The maxillary sinus is the largest paranasal sinus and is divided by a thin septum into caudal and rostral parts. The frontal sinus has a large communication with the dorsal conchal sinus at its rostral end, thereby forming the conchofrontal sinus. The conchae or turbinates are delicate scrolls of bone that are attached laterally in the nasal passage and contain the conchal sinuses. The caudal and rostral maxillary sinuses have separate openings into the middle nasal meatus, and the caudal maxillary sinus communicates with the frontal sinus through the large frontomaxillary opening. Diseases that originate in one sinus cavity may extend to and involve others.
Most diseases of the paranasal sinuses cause mucopurulent or bloody nasal discharge. Drainage is unilateral, in contrast to disease of the lungs, pharynx, and guttural pouches, because the source of discharge is rostral to the caudal border of the nasal septum. Unilateral facial swelling, epiphora, dull percussion of the sinuses, and inspiratory noise are common manifestations of disorders of the sinuses.
On endoscopy, purulent material, a mass, or blood can be seen in the nasal passage originating from the nasomaxillary opening. Lateral and dorsoventral radiographs of the skull may reveal fluid lines, sinus cysts, solid masses, or lytic/proliferative changes associated with dental disease and neoplasia. Oblique projections in a dorsal to ventral direction may be required to improve views of the tooth roots. CT is useful, particularly for ventral conchal sinus disease. Centesis of the maxillary or frontal sinuses is performed to obtain fluid for bacterial culture, sensitivity testing, and cytologic examination. With sedation and local anesthesia, the sinuses can be examined in the standing horse by insertion of an arthroscope (4 mm). A second portal could be used to insert an instrument into the sinus to obtain specimens, debride tissue, and lavage the sinus cavity.
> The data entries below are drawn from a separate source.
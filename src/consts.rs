//! Board and generation constants shared across the crate.
//!
//! These centralize the 9×9 Sudoku geometry and the bounded-retry budgets so
//! the rest of the code never hard-codes them inline.

/// Side length of the grid (a standard Sudoku is 9×9).
pub const SIZE: usize = 9;

/// Side length of a block (the 3×3 sub-squares).
pub const BLOCK_SIZE: usize = 3;

/// Total number of cells in the grid (`SIZE * SIZE`).
pub const N_CELLS: usize = SIZE * SIZE;

/// Number of published levels (`1..=TOTAL_LEVELS`).
pub const TOTAL_LEVELS: u32 = 100;

/// Maximum attempts to (re)generate a level before falling back.
pub const MAX_LEVEL_ATTEMPTS: usize = 10;

/// Maximum attempts the prefill selector makes to reach its target count.
pub const MAX_PREFILL_ATTEMPTS: usize = 100;
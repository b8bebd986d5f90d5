#[cfg(doc)]
use crate::board::Grid;
#[cfg(doc)]
use crate::level::RawGameLevel;

/// Error for [`Grid::from_values`]
#[derive(Debug, thiserror::Error)]
#[error("grid contains entries >9")]
pub struct FromValuesError(pub(crate) ());

/// Error when parsing a cage color token
#[derive(Debug, thiserror::Error)]
#[error("unknown cage color: {0}")]
pub struct ParseColorError(pub(crate) String);

/// Error for [`RawGameLevel::try_into_level`]
#[derive(Debug, thiserror::Error)]
pub enum LevelConversionError {
    /// The stored record carries no solution grid
    #[error("level {0} has no solution grid")]
    MissingSolution(String),
    /// The stored record carries no initial values grid
    #[error("level {0} has no initial values grid")]
    MissingInitialValues(String),
    /// A cage's color token is not part of the palette
    #[error("cage {cage} of level {level}: {source}")]
    InvalidColor {
        /// Id of the offending level
        level: String,
        /// Id of the offending cage
        cage: String,
        /// The underlying parse failure
        source: ParseColorError,
    },
}
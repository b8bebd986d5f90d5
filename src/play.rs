//! Rule checks queried on every keystroke while a level is played.
//!
//! All functions are read-only over the play grid and a level's cages. The
//! validity checks take the play grid as an `Option`: the UI asks questions
//! before a level's state has finished loading, and an unloaded grid must
//! answer permissively instead of failing. Work per call is bounded: one
//! row/column/block scan plus one pass over a single cage.

use crate::board::{Cell, Digit, Grid};
use crate::cage::Cage;

/// Whether placing `value` at `cell` respects row, column and block
/// uniqueness. Clearing a cell (`value` of `None`) is always valid.
pub fn is_cell_valid_for_sudoku_rules(grid: Option<&Grid>, cell: Cell, value: Option<Digit>) -> bool {
    let grid = match grid {
        Some(grid) => grid,
        // play state not loaded yet: the move is unconstrained
        None => return true,
    };
    match value {
        Some(digit) => grid.sudoku_allows(cell, digit),
        None => true,
    }
}

/// Whether placing `value` at `cell` passes the sudoku rules and the rules
/// of the containing cage: no duplicate digit within the cage, and a cage
/// filled by this placement must hit its target sum.
pub fn is_cell_valid(grid: Option<&Grid>, cell: Cell, value: Option<Digit>, cages: &[Cage]) -> bool {
    let grid = match grid {
        Some(grid) => grid,
        None => return true,
    };
    let digit = match value {
        Some(digit) => digit,
        None => return true,
    };

    if !grid.sudoku_allows(cell, digit) {
        return false;
    }

    let cage = match cage_for_cell(cages, cell) {
        Some(cage) => cage,
        // a cell outside every cage only answers to the sudoku rules
        None => return true,
    };

    // hypothetical placement on a scratch copy
    let mut scratch = grid.clone();
    scratch.set_raw(cell, digit.get());

    if has_duplicates_in_cage(&scratch, cage) {
        return false;
    }
    if is_cage_filled(&scratch, cage) && current_cage_sum(&scratch, cage) != cage.sum {
        return false;
    }
    true
}

/// The cage containing `cell`, if any.
pub fn cage_for_cell<'a>(cages: &'a [Cage], cell: Cell) -> Option<&'a Cage> {
    cages.iter().find(|cage| cage.cells.contains(&cell))
}

/// Whether both cells belong to the same cage.
pub fn cells_share_cage(cages: &[Cage], a: Cell, b: Cell) -> bool {
    match cage_for_cell(cages, a) {
        Some(cage) => cage.cells.contains(&b),
        None => false,
    }
}

/// Whether two filled cells of the cage hold the same digit.
pub fn has_duplicates_in_cage(grid: &Grid, cage: &Cage) -> bool {
    let mut seen = 0u16;
    for &cell in &cage.cells {
        if let Some(digit) = grid.value(cell) {
            if seen & digit.mask() != 0 {
                return true;
            }
            seen |= digit.mask();
        }
    }
    false
}

/// Whether every cell of the cage holds a digit.
pub fn is_cage_filled(grid: &Grid, cage: &Cage) -> bool {
    cage.cells.iter().all(|&cell| grid.get_raw(cell) != 0)
}

/// The cage's current sum; empty cells count as zero.
pub fn current_cage_sum(grid: &Grid, cage: &Cage) -> u32 {
    cage.cells.iter().map(|&cell| u32::from(grid.get_raw(cell))).sum()
}

/// Whether the cage is completely and correctly filled: every cell holds a
/// digit, the digits are pairwise distinct and they sum to the target.
pub fn is_cage_complete(grid: &Grid, cage: &Cage) -> bool {
    is_cage_filled(grid, cage)
        && current_cage_sum(grid, cage) == cage.sum
        && !has_duplicates_in_cage(grid, cage)
}

/// Whether the whole board is filled and correct: no empty cell, the sudoku
/// rules hold everywhere and every cage is complete.
pub fn is_board_complete(grid: &Grid, cages: &[Cage]) -> bool {
    if !grid.is_full() {
        return false;
    }

    for cell in Cell::all() {
        let digit = match grid.value(cell) {
            Some(digit) => digit,
            None => return false,
        };
        if !grid.sudoku_allows(cell, digit) {
            return false;
        }
    }

    cages.iter().all(|cage| is_cage_complete(grid, cage))
}

/// The digits that [`is_cell_valid`] would accept at `cell`.
pub fn get_possible_values(grid: Option<&Grid>, cell: Cell, cages: &[Cage]) -> Vec<Digit> {
    Digit::all()
        .filter(|&digit| is_cell_valid(grid, cell, Some(digit), cages))
        .collect()
}

#[cfg(test)]
mod tests {
    use super::*;
    use crate::board::SOLVED_VALUES;
    use crate::color::CageColor;

    fn cage(id: &str, cells: Vec<Cell>, sum: u32) -> Cage {
        Cage {
            id: id.to_string(),
            cells,
            sum,
            color: CageColor::Blue,
        }
    }

    fn grid_with_row0(values: [u8; 9]) -> Grid {
        let mut rows = [[0u8; 9]; 9];
        rows[0] = values;
        Grid::from_values(rows).unwrap()
    }

    #[test]
    fn row_duplicate_is_rejected() {
        let grid = grid_with_row0([5, 0, 0, 0, 0, 0, 0, 0, 0]);
        let cell = Cell::from_coords(0, 1);
        assert!(!is_cell_valid_for_sudoku_rules(
            Some(&grid),
            cell,
            Digit::new_checked(5)
        ));
        assert!(is_cell_valid_for_sudoku_rules(
            Some(&grid),
            cell,
            Digit::new_checked(6)
        ));
    }

    #[test]
    fn column_and_block_duplicates_are_rejected() {
        let mut grid = Grid::empty();
        grid.set(Cell::from_coords(4, 4), Digit::new_checked(7));

        // same column, far away
        assert!(!is_cell_valid_for_sudoku_rules(
            Some(&grid),
            Cell::from_coords(8, 4),
            Digit::new_checked(7)
        ));
        // same block, different row and column
        assert!(!is_cell_valid_for_sudoku_rules(
            Some(&grid),
            Cell::from_coords(3, 3),
            Digit::new_checked(7)
        ));
    }

    #[test]
    fn unloaded_grid_answers_permissively() {
        let cages = [cage("a", vec![Cell::from_coords(0, 0)], 5)];
        assert!(is_cell_valid_for_sudoku_rules(
            None,
            Cell::from_coords(0, 0),
            Digit::new_checked(5)
        ));
        assert!(is_cell_valid(
            None,
            Cell::from_coords(0, 0),
            Digit::new_checked(5),
            &cages
        ));
        assert_eq!(
            get_possible_values(None, Cell::from_coords(0, 0), &cages).len(),
            9
        );
    }

    #[test]
    fn cage_duplicate_is_rejected() {
        // an L-shaped cage across the block border: (0,2) and (1,3) share
        // neither row, column nor block, so only the cage rule can reject
        // the duplicate
        let cells = vec![
            Cell::from_coords(0, 2),
            Cell::from_coords(1, 2),
            Cell::from_coords(1, 3),
        ];
        let cages = [cage("a", cells, 9)];

        let mut grid = Grid::empty();
        grid.set(Cell::from_coords(0, 2), Digit::new_checked(4));

        assert!(!is_cell_valid(
            Some(&grid),
            Cell::from_coords(1, 3),
            Digit::new_checked(4),
            &cages
        ));
        assert!(is_cell_valid(
            Some(&grid),
            Cell::from_coords(1, 3),
            Digit::new_checked(5),
            &cages
        ));
    }

    #[test]
    fn completing_a_cage_with_the_wrong_sum_is_rejected() {
        let cells = vec![
            Cell::from_coords(0, 2),
            Cell::from_coords(1, 2),
            Cell::from_coords(1, 3),
        ];
        let cages = [cage("a", cells, 9)];

        let mut grid = Grid::empty();
        grid.set(Cell::from_coords(0, 2), Digit::new_checked(4));
        grid.set(Cell::from_coords(1, 2), Digit::new_checked(2));

        // 4 + 2 + 5 overshoots the target of 9, 4 + 2 + 3 hits it
        assert!(!is_cell_valid(
            Some(&grid),
            Cell::from_coords(1, 3),
            Digit::new_checked(5),
            &cages
        ));
        assert!(is_cell_valid(
            Some(&grid),
            Cell::from_coords(1, 3),
            Digit::new_checked(3),
            &cages
        ));
    }

    #[test]
    fn cage_with_matching_sum_but_duplicate_digits_is_not_complete() {
        // 3 + 3 reaches the target of 6 but repeats a digit
        let cells = vec![Cell::from_coords(0, 3), Cell::from_coords(1, 4)];
        let the_cage = cage("a", cells, 6);

        let mut grid = Grid::empty();
        grid.set(Cell::from_coords(0, 3), Digit::new_checked(3));
        grid.set(Cell::from_coords(1, 4), Digit::new_checked(3));

        assert_eq!(current_cage_sum(&grid, &the_cage), 6);
        assert!(!is_cage_complete(&grid, &the_cage));
    }

    #[test]
    fn possible_values_shrink_with_constraints() {
        let grid = grid_with_row0([5, 0, 0, 0, 0, 0, 0, 0, 0]);
        let possible = get_possible_values(Some(&grid), Cell::from_coords(0, 1), &[]);
        let digits: Vec<u8> = possible.iter().map(|digit| digit.get()).collect();
        assert_eq!(digits, vec![1, 2, 3, 4, 6, 7, 8, 9]);
    }

    #[test]
    fn solved_grid_with_matching_cages_is_complete() {
        let grid = Grid::from_values(SOLVED_VALUES).unwrap();
        let cages: Vec<Cage> = Cell::all()
            .map(|cell| cage(&format!("c{}", cell.as_index()), vec![cell], u32::from(grid.get_raw(cell))))
            .collect();
        assert!(is_board_complete(&grid, &cages));

        let mut broken = grid.clone();
        broken.set(Cell::from_coords(0, 0), None);
        assert!(!is_board_complete(&broken, &cages));
    }
}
Primary sinusitis occurs subsequent to an upper respiratory tract infection that has involved the paranasal sinuses. It usually involves all sinus cavities but can be confined to the ventral conchal sinus. This cavity is difficult to detect radiographically and access surgically. Secondary sinusitis can result from tooth root infection, fracture, or sinus cyst. The first molar, fourth premolar, and third premolar (in decreasing frequency) are the most likely to develop tooth root abscesses. Clinical signs of secondary sinusitis closely resemble those of primary sinusitis, including unilateral mucopurulent nasal discharge and facial deformity. Tooth root abscesses typically produce a fetid nasal discharge. Treatment of primary sinusitis involves lavage of the sinus cavity and systemic antimicrobial therapy based on culture and sensitivity results. Secondary sinusitis requires removal of affected cheek teeth or cystic material via sinusotomy.
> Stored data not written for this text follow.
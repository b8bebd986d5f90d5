//! Level records, assembly of freshly generated levels and the batch driver.

use chrono::Utc;
use log::warn;
use rand::Rng;
use serde::{Deserialize, Serialize};

use crate::board::{Cell, Grid};
use crate::cage::{generate_id, partition_into_cages, Cage, RawCage};
use crate::color::{assign_colors, FOUR_COLOR_PALETTE};
use crate::consts::{MAX_LEVEL_ATTEMPTS, TOTAL_LEVELS};
use crate::difficulty::DifficultyConfig;
use crate::errors::LevelConversionError;
use crate::generator::generate_solution;
use crate::prefill::select_prefilled;
use crate::validate::validate_level;

const AUTHOR: &str = "KillerSudoku Generator";

const THEMES: [&str; 19] = [
    "Cascade", "Pyramid", "Spiral", "Fortress", "Labyrinth", "Diamond", "Flower", "Waterfall",
    "Puzzle", "Challenge", "Riddle", "Mystery", "Adventure", "Journey", "Quest", "Enigma", "Maze",
    "Path", "Crown",
];

/// A fully assembled killer sudoku level.
///
/// Created once by [`generate_level`] (or deserialized from a stored
/// record), immutable afterwards; validation and play consume it read-only.
/// Serializes to the stored level format with camelCase field names.
#[derive(Clone, Debug, PartialEq, Serialize, Deserialize)]
#[serde(rename_all = "camelCase")]
pub struct GameLevel {
    /// Identifier of the level.
    pub id: String,
    /// Position in the 1..=100 level set.
    pub level_number: u32,
    /// Displayed difficulty, `1..=10`.
    pub difficulty_rating: u8,
    /// Displayed name.
    pub name: String,
    /// The cages partitioning the board.
    pub cages: Vec<Cage>,
    /// The given cells; `0` entries are hidden.
    pub initial_values: Grid,
    /// The full solution.
    pub solution: Grid,
    /// Displayed description.
    pub description: String,
    /// Author attribution.
    pub author: String,
    /// ISO-8601 creation timestamp.
    pub created_at: String,
}

/// A level as stored on disk: the grids are optional and cage colors stay
/// raw tokens, so incomplete or hand-edited records can be loaded and
/// diagnosed by the validator instead of failing to parse.
#[derive(Clone, Debug, PartialEq, Serialize, Deserialize)]
#[serde(rename_all = "camelCase")]
pub struct RawGameLevel {
    /// Identifier of the level.
    pub id: String,
    /// Position in the level set.
    pub level_number: u32,
    /// Displayed difficulty, if recorded.
    #[serde(default, skip_serializing_if = "Option::is_none")]
    pub difficulty_rating: Option<u8>,
    /// Displayed name, if recorded.
    #[serde(default, skip_serializing_if = "Option::is_none")]
    pub name: Option<String>,
    /// The cages partitioning the board.
    pub cages: Vec<RawCage>,
    /// The given cells, if recorded.
    #[serde(default, skip_serializing_if = "Option::is_none")]
    pub initial_values: Option<Grid>,
    /// The full solution, if recorded.
    #[serde(default, skip_serializing_if = "Option::is_none")]
    pub solution: Option<Grid>,
    /// Displayed description, if recorded.
    #[serde(default, skip_serializing_if = "Option::is_none")]
    pub description: Option<String>,
    /// Author attribution, if recorded.
    #[serde(default, skip_serializing_if = "Option::is_none")]
    pub author: Option<String>,
    /// ISO-8601 creation timestamp, if recorded.
    #[serde(default, skip_serializing_if = "Option::is_none")]
    pub created_at: Option<String>,
}

impl GameLevel {
    /// The permissive wire form of this level.
    pub fn to_raw(&self) -> RawGameLevel {
        RawGameLevel {
            id: self.id.clone(),
            level_number: self.level_number,
            difficulty_rating: Some(self.difficulty_rating),
            name: Some(self.name.clone()),
            cages: self.cages.iter().map(Cage::to_raw).collect(),
            initial_values: Some(self.initial_values.clone()),
            solution: Some(self.solution.clone()),
            description: Some(self.description.clone()),
            author: Some(self.author.clone()),
            created_at: Some(self.created_at.clone()),
        }
    }
}

impl RawGameLevel {
    /// Converts a stored record into a strict [`GameLevel`], rejecting
    /// records with missing grids or out-of-palette colors.
    pub fn try_into_level(self) -> Result<GameLevel, LevelConversionError> {
        let id = self.id;
        let solution = self
            .solution
            .ok_or_else(|| LevelConversionError::MissingSolution(id.clone()))?;
        let initial_values = self
            .initial_values
            .ok_or_else(|| LevelConversionError::MissingInitialValues(id.clone()))?;

        let mut cages = Vec::with_capacity(self.cages.len());
        for raw in self.cages {
            let color = raw.color.parse().map_err(|source| LevelConversionError::InvalidColor {
                level: id.clone(),
                cage: raw.id.clone(),
                source,
            })?;
            cages.push(Cage { id: raw.id, cells: raw.cells, sum: raw.sum, color });
        }

        Ok(GameLevel {
            id,
            level_number: self.level_number,
            difficulty_rating: self.difficulty_rating.unwrap_or(1),
            name: self.name.unwrap_or_default(),
            cages,
            initial_values,
            solution,
            description: self.description.unwrap_or_default(),
            author: self.author.unwrap_or_default(),
            created_at: self.created_at.unwrap_or_default(),
        })
    }
}

/// Generates a level for `level_number`, retrying with a fresh solution and
/// partition until the validator accepts the assembly.
///
/// Returns `None` once the attempt budget of 10 is spent;
/// [`generate_all_levels`] falls back to [`fallback_level`] in that case.
pub fn generate_level<R: Rng>(level_number: u32, rng: &mut R) -> Option<GameLevel> {
    let config = DifficultyConfig::for_level(level_number);

    for attempt in 1..=MAX_LEVEL_ATTEMPTS {
        let solution = generate_solution(rng);
        let cages = partition_into_cages(
            &solution,
            config.min_cage_size,
            config.max_cage_size,
            rng,
        );
        let cages = assign_colors(cages);
        let initial_values = select_prefilled(&solution, &cages, &config, rng);

        let level = GameLevel {
            id: generate_id(rng),
            level_number,
            difficulty_rating: config.difficulty_rating,
            name: level_name(level_number, config.difficulty_rating, rng),
            description: format!(
                "A level (difficulty {}/10) with {} cages.",
                config.difficulty_rating,
                cages.len()
            ),
            author: AUTHOR.to_string(),
            created_at: Utc::now().to_rfc3339(),
            cages,
            initial_values,
            solution,
        };

        let result = validate_level(&level);
        if result.valid {
            return Some(level);
        }

        let kinds: Vec<&str> = result.errors.iter().map(|error| error.kind.as_str()).collect();
        warn!(
            "level {}: validation failed on attempt {}/{}: {}",
            level_number,
            attempt,
            MAX_LEVEL_ATTEMPTS,
            kinds.join(", ")
        );
    }

    None
}

/// The degenerate but always-valid level used when generation keeps being
/// rejected: every cell its own singleton cage, nothing prefilled.
pub fn fallback_level<R: Rng>(level_number: u32, rng: &mut R) -> GameLevel {
    let config = DifficultyConfig::for_level(level_number);
    let solution = generate_solution(rng);

    let cages: Vec<Cage> = Cell::all()
        .map(|cell| Cage {
            id: generate_id(rng),
            cells: vec![cell],
            sum: u32::from(solution.get_raw(cell)),
            // 2x2 parity tiling: orthogonal neighbors always land on a
            // different palette color
            color: FOUR_COLOR_PALETTE[(cell.row() % 2 * 2 + cell.col() % 2) as usize],
        })
        .collect();

    GameLevel {
        id: generate_id(rng),
        level_number,
        difficulty_rating: config.difficulty_rating,
        name: format!("Easy Basic {}", level_number),
        cages,
        initial_values: Grid::empty(),
        solution,
        description: format!(
            "A simple fallback level (difficulty {}/10).",
            config.difficulty_rating
        ),
        author: AUTHOR.to_string(),
        created_at: Utc::now().to_rfc3339(),
    }
}

/// Generates the whole 1..=100 level set.
///
/// Levels whose every generation attempt is rejected are replaced by
/// [`fallback_level`], so the batch always completes with 100 levels.
pub fn generate_all_levels<R: Rng>(rng: &mut R) -> Vec<GameLevel> {
    (1..=TOTAL_LEVELS)
        .map(|level_number| {
            generate_level(level_number, rng).unwrap_or_else(|| {
                warn!(
                    "level {}: falling back to singleton cages after {} rejected attempts",
                    level_number, MAX_LEVEL_ATTEMPTS
                );
                fallback_level(level_number, rng)
            })
        })
        .collect()
}

fn level_name<R: Rng>(level_number: u32, rating: u8, rng: &mut R) -> String {
    let theme = THEMES[rng.gen_range(0..THEMES.len())];
    format!("{} {} {}", difficulty_label(rating), theme, level_number)
}

// display label for a rating, used in level names
fn difficulty_label(rating: u8) -> &'static str {
    match rating {
        0..=2 => "Very easy",
        3..=4 => "Easy",
        5..=6 => "Medium",
        7..=8 => "Hard",
        _ => "Expert",
    }
}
Progressive ethmoid hematoma is a locally destructive mass of nasal passages and paranasal sinuses of uncertain etiology. The mass resembles a tumor in appearance and development but is not neoplastic. Large hematomas usually arise from the ethmoid labyrinth, and smaller masses arise from the floor of the sinuses. Masses originating in the sinus extend into the nasal passage. An expanding hematoma can cause pressure necrosis of surrounding bone but rarely causes facial distortion; it is primarily seen in horses >6 yr old. Low-grade, spontaneous, intermittent, unilateral epistaxis is the most common clinical sign. Horses with extensive masses may have reduced airflow through the affected nasal passage and fetid breath. In longstanding cases, the mass may protrude from the nares. In most instances, the lesion can be seen extending into the nasal passages on endoscopic examination, and the extent of the mass can be determined radiographically. Conservative management includes intralesional injection of the mass with 4% formaldehyde. Formalin is injected into the mass using a guarded endoscopic needle. The mass typically regresses rapidly, but recurrence is common. Neurologic signs have been reported after intralesional formalin injection, associated with communication of the hematoma into the calvarium. Surgical excision is achieved via frontonasal bone flap.
Sinus cysts are single or loculated fluid-filled cavities with an epithelial lining. They develop in the maxillary sinuses and ventral conchae and can extend into the frontal sinus. A congenital form has been described. Sinus cysts are typically found in horses <1 yr old but can also be seen in those >9 yr old. The primary clinical signs are facial deformity, nasal discharge, and partial airway obstruction. Radiographs are more likely to identify a sinus cyst than endoscopic examination. Multiloculated densities and fluid lines in the sinuses are observed radiographically; occasionally, dental distortion, flattening of tooth roots, soft-tissue mineralization, and deviation of the nasal septum are seen. Treatment involves radical surgical removal of the cyst and associated conchal lining. Prognosis for complete recovery is good, and the recurrence is low. Some horses may have a permanent, mild mucoid discharge after surgery.